People who have experienced a loss of sense of smell or other problems after use of the affected Zicam products should contact their health care professional. The loss of sense of smell can adversely affect a person’s quality of life, and can limit the ability to detect the smell of gas or smoke or other signs of danger in the environment.
The FDA has issued Matrixx Initiatives, maker of these Zicam products, a warning letter telling it that these products cannot be marketed without FDA approval.
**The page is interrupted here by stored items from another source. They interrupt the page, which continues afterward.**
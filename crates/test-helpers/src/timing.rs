//! Scripted timing source.

use parking_lot::Mutex;
use pitlane_core::{TimingSource, TimingStream};
use pitlane_types::{LapTime, Topic};
use std::collections::HashMap;
use std::ops::RangeInclusive;
use std::sync::Arc;

/// Replays scripted durations (in hundredths) for each (topic, unit).
///
/// A unit's script repeats once exhausted. Units without a script draw the
/// lower bound of the requested range. Every fork of a unit's stream is
/// recorded so tests can check how many streams a run opened.
#[derive(Debug, Default)]
pub struct ScriptedTiming {
    scripts: HashMap<(Topic, u32), Vec<u32>>,
    forks: Mutex<Vec<(Topic, u32)>>,
}

impl ScriptedTiming {
    pub fn new() -> Self {
        Self::default()
    }

    /// Script the durations of one unit.
    pub fn with_script(mut self, topic: Topic, unit: u32, hundredths: Vec<u32>) -> Self {
        self.scripts.insert((topic, unit), hundredths);
        self
    }

    /// Streams forked so far, in fork order.
    pub fn forks(&self) -> Vec<(Topic, u32)> {
        self.forks.lock().clone()
    }

    /// Wrap into the shared form a `SimEnv` expects.
    pub fn shared(self) -> Arc<Self> {
        Arc::new(self)
    }
}

impl TimingSource for ScriptedTiming {
    fn stream(&self, topic: Topic, unit: u32) -> Box<dyn TimingStream> {
        self.forks.lock().push((topic, unit));
        Box::new(ScriptedStream {
            script: self.scripts.get(&(topic, unit)).cloned().unwrap_or_default(),
            next: 0,
        })
    }
}

struct ScriptedStream {
    script: Vec<u32>,
    next: usize,
}

impl TimingStream for ScriptedStream {
    fn draw(&mut self, range: &RangeInclusive<u32>) -> LapTime {
        if self.script.is_empty() {
            return LapTime::from_hundredths(*range.start());
        }
        let value = self.script[self.next % self.script.len()];
        self.next += 1;
        LapTime::from_hundredths(value)
    }
}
“Companies have an obligation to the public to demonstrate to the FDA that their products are safe, particularly when there is evidence they may be causing serious adverse events, and they are marketed for minor, self-limiting conditions like the common cold,” said Deborah M. Autor, director of CDER’s Office of Compliance.
Health care professionals and consumers are encouraged to report adverse events (side effects) that may be related to the use of these products to the FDA's MedWatch Adverse Event Reporting program online, by regular mail, fax or phone.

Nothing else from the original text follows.